Authorities all noted that the destruction and death toll were much lower than would be expected from such a large explosion. This was due to the explosion being centered in a large, forested park; the fires mostly staying in Whatcom Creek; and the ignition occurring before more gasoline had leaked, which would have resulted in a much larger explosion. The cause of ignition was determined by Bellingham Fire Dept to be a butane lighter in the possession of King and Tsiorvas.

Investigation
After a three-year investigation, investigators pointed to a series of failures, and not just a single error, most of which were the fault of Olympic Pipeline.
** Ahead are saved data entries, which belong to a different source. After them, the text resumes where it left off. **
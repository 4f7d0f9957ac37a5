//! HTTP routes
//!
//! Thin glue over the queue: handlers enqueue and read snapshots, never
//! block on the worker.

pub mod health;
pub mod print;

use crate::state::AppState;
use axum::{
    Router,
    extract::DefaultBodyLimit,
    routing::{get, post},
};
use tower_http::{cors::CorsLayer, trace::TraceLayer};

/// Maximum upload size (20MB)
const MAX_UPLOAD_BYTES: usize = 20 * 1024 * 1024;

/// Build the application router
pub fn router(state: AppState) -> Router {
    Router::new()
        .route("/print", post(print::submit))
        .route("/queue", get(health::queue_status))
        .route("/health", get(health::health))
        .layer(DefaultBodyLimit::max(MAX_UPLOAD_BYTES))
        .layer(CorsLayer::permissive())
        .layer(TraceLayer::new_for_http())
        .with_state(state)
}
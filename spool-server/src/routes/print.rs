//! Print submission handler
//!
//! Accepts a PDF or raster image as a multipart upload, stores the payload
//! in the jobs directory and enqueues a print job. Enqueue is O(1) and
//! never waits on the printer.

use crate::error::{AppError, AppResponse, ok};
use crate::queue::{JobState, SourceKind};
use crate::state::AppState;
use axum::Json;
use axum::extract::{ConnectInfo, Multipart, State};
use serde::Serialize;
use std::net::SocketAddr;
use std::path::PathBuf;
use uuid::Uuid;

/// Image extensions handled without rasterization
const IMAGE_FORMATS: &[&str] = &["png", "jpg", "jpeg", "webp", "bmp"];

/// Submission response
#[derive(Debug, Serialize)]
pub struct SubmitResponse {
    pub id: Uuid,
    pub state: JobState,
}

/// `POST /print` - enqueue a document for printing
pub async fn submit(
    State(state): State<AppState>,
    ConnectInfo(addr): ConnectInfo<SocketAddr>,
    mut multipart: Multipart,
) -> Result<Json<AppResponse<SubmitResponse>>, AppError> {
    // Find the file field
    let mut field_data: Option<Vec<u8>> = None;
    let mut original_filename = None;

    while let Some(f) = multipart
        .next_field()
        .await
        .map_err(|e| AppError::validation(format!("Invalid multipart request: {}", e)))?
    {
        let name = f.name().map(|s| s.to_string());
        if name.as_deref() == Some("file") || name.as_deref() == Some("") {
            original_filename = f.file_name().map(|s| s.to_string());
            field_data = Some(
                f.bytes()
                    .await
                    .map_err(|e| AppError::validation(format!("Multipart error: {}", e)))?
                    .to_vec(),
            );
            break;
        }
    }

    let data = field_data.ok_or_else(|| {
        AppError::validation("No 'file' field found. Field name must be 'file'".to_string())
    })?;

    let filename = original_filename
        .ok_or_else(|| AppError::validation("No filename provided in file field".to_string()))?;

    if data.is_empty() {
        return Err(AppError::validation("Empty file provided".to_string()));
    }

    let ext = PathBuf::from(&filename)
        .extension()
        .and_then(|ext| ext.to_str().map(|s| s.to_lowercase()))
        .ok_or_else(|| AppError::validation(format!("Invalid file extension for: {}", filename)))?;

    let kind = classify(&ext)?;
    if kind == SourceKind::Image {
        // Reject undecodable uploads before they reach the worker
        image::load_from_memory(&data)
            .map_err(|e| AppError::validation(format!("Invalid image file ({}): {}", ext, e)))?;
    }

    // Store the payload under a fresh name; the worker deletes it after
    // processing
    let payload_path = state
        .queue
        .jobs_dir()
        .join(format!("{}.{}", Uuid::new_v4(), ext));
    std::fs::write(&payload_path, &data)
        .map_err(|e| AppError::internal(format!("Failed to save payload: {}", e)))?;

    let id = match state
        .queue
        .enqueue(kind, addr.ip().to_string(), &filename, &payload_path)
    {
        Ok(id) => id,
        Err(e) => {
            let _ = std::fs::remove_file(&payload_path);
            return Err(e.into());
        }
    };

    tracing::info!(
        job_id = %id,
        kind = ?kind,
        filename = %filename,
        client = %addr.ip(),
        size = data.len(),
        "print job enqueued"
    );

    Ok(ok(SubmitResponse {
        id,
        state: JobState::Pending,
    }))
}

fn classify(ext: &str) -> Result<SourceKind, AppError> {
    if ext == "pdf" {
        Ok(SourceKind::Pdf)
    } else if IMAGE_FORMATS.contains(&ext) {
        Ok(SourceKind::Image)
    } else {
        Err(AppError::validation(format!(
            "Unsupported file format '{}'. Supported: pdf, {}",
            ext,
            IMAGE_FORMATS.join(", ")
        )))
    }
}
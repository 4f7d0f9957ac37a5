//! Error types for the printer library

use thiserror::Error;

/// Printer error types
#[derive(Debug, Error)]
pub enum PrintError {
    /// Network connection error
    #[error("Connection failed: {0}")]
    Connection(String),

    /// IO error during printing
    #[error("IO error: {0}")]
    Io(#[from] std::io::Error),

    /// Timeout waiting for printer
    #[error("Timeout: {0}")]
    Timeout(String),

    /// Invalid printer configuration
    #[error("Invalid config: {0}")]
    InvalidConfig(String),

    /// Direct USB (libusb) backend error
    #[error("USB device error: {0}")]
    UsbDevice(String),

    /// USB device-file backend error
    #[error("USB device file error: {0}")]
    UsbFile(String),
}

/// Result type for printer operations
pub type PrintResult<T> = Result<T, PrintError>;
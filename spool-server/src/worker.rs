//! Sequential print worker
//!
//! A single long-lived task drains the queue: claim one job, run it through
//! rasterization, image conversion, ESC/POS encoding and transport, record
//! the outcome, then claim the next. Jobs never overlap by construction -
//! a thermal printer cannot interleave two raster streams. A failed job is
//! terminal; the client resubmits.

use crate::config::Config;
use crate::printer::PrinterLink;
use crate::queue::{PrintJob, PrintQueue, SourceKind};
use crate::rasterize::{self, RasterizeError};
use crate::selftest;
use spool_printer::{EscPosBuilder, PrintError, to_thermal_mono};
use std::path::PathBuf;
use std::sync::Arc;
use std::time::Duration;
use thiserror::Error;
use tokio_util::sync::CancellationToken;
use tracing::{error, info, warn};

/// Lines fed before the cut so it clears the printed content
const FEED_BEFORE_CUT: u8 = 4;

/// Per-job failure, labelled with the stage that failed
#[derive(Debug, Error)]
enum StageError {
    #[error("rasterization failed: {0}")]
    Rasterize(#[from] RasterizeError),

    #[error("image conversion failed: {0}")]
    Convert(String),

    #[error("transport failed: {0}")]
    Transport(#[from] PrintError),
}

/// The single background print worker
pub struct PrintWorker {
    queue: Arc<PrintQueue>,
    link: Arc<PrinterLink>,
    config: Config,
}

impl PrintWorker {
    pub fn new(queue: Arc<PrintQueue>, link: Arc<PrinterLink>, config: Config) -> Self {
        Self {
            queue,
            link,
            config,
        }
    }

    /// Run the worker loop until the token is cancelled
    pub async fn run(self, shutdown: CancellationToken) {
        info!("print worker started");

        if self.config.startup_selftest {
            match selftest::print_welcome_ticket(&self.link, &self.config).await {
                Ok(()) => info!("startup self-test ticket printed"),
                Err(e) => warn!(error = %e, "startup self-test failed, continuing"),
            }
        }

        let poll = Duration::from_millis(self.config.poll_interval_ms);

        loop {
            if shutdown.is_cancelled() {
                break;
            }

            let claimed = match self.queue.claim_next() {
                Ok(job) => job,
                Err(e) => {
                    error!(error = %e, "failed to claim next job");
                    None
                }
            };

            match claimed {
                Some(job) => self.process(job).await,
                None => {
                    tokio::select! {
                        _ = shutdown.cancelled() => break,
                        _ = tokio::time::sleep(poll) => {}
                    }
                }
            }
        }

        info!("print worker stopped");
    }

    /// Process one claimed job to completion
    async fn process(&self, job: PrintJob) {
        info!(
            job_id = %job.id,
            kind = ?job.kind,
            filename = %job.original_filename,
            "processing print job"
        );

        let mut temp_files = vec![job.payload_path.clone()];
        let outcome = self.execute(&job, &mut temp_files).await;

        // Temporary payloads go away whatever the outcome
        for path in temp_files {
            if let Err(e) = std::fs::remove_file(&path)
                && path.exists()
            {
                warn!(path = %path.display(), error = %e, "failed to delete temp file");
            }
        }

        let recorded = match outcome {
            Ok(()) => {
                info!(job_id = %job.id, "job printed");
                self.queue.mark_printed(job.id)
            }
            Err(e) => {
                warn!(job_id = %job.id, error = %e, "job failed");
                self.queue.mark_error(job.id, e.to_string())
            }
        };

        if let Err(e) = recorded {
            error!(job_id = %job.id, error = %e, "failed to record job outcome");
        }
    }

    /// The per-job pipeline: resolve pages, convert, encode, send
    async fn execute(
        &self,
        job: &PrintJob,
        temp_files: &mut Vec<PathBuf>,
    ) -> Result<(), StageError> {
        let pages = match job.kind {
            SourceKind::Pdf => {
                let pages = rasterize::pdf_to_pages(
                    &job.payload_path,
                    self.queue.jobs_dir(),
                    self.config.raster_dpi,
                )
                .await?;
                temp_files.extend(pages.iter().cloned());
                pages
            }
            SourceKind::Image => vec![job.payload_path.clone()],
        };

        // One buffer for the whole job: init once, one raster block per
        // page, a cut at the end - sent as a single uninterrupted write.
        let mut builder = EscPosBuilder::new();
        for page in &pages {
            let img = image::open(page)
                .map_err(|e| StageError::Convert(format!("{}: {}", page.display(), e)))?;
            let bitmap = to_thermal_mono(&img, self.config.paper_width_px);
            builder.raster_image(&bitmap);
        }
        builder.feed(FEED_BEFORE_CUT);
        builder.cut();

        self.link.send(&builder.build()).await?;
        Ok(())
    }
}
Olympic Pipeline had failed to properly train employees, and had to contend with a faulty computer SCADA system and pressure relief valve.  In 1994, five years before the accident, an IMCO Construction crew, working on behalf of the City of Bellingham, damaged the pipeline while constructing the city's water treatment plant and failed to notify officials about the damage. Subsequently, Olympic Pipeline failed to find or repair the damage.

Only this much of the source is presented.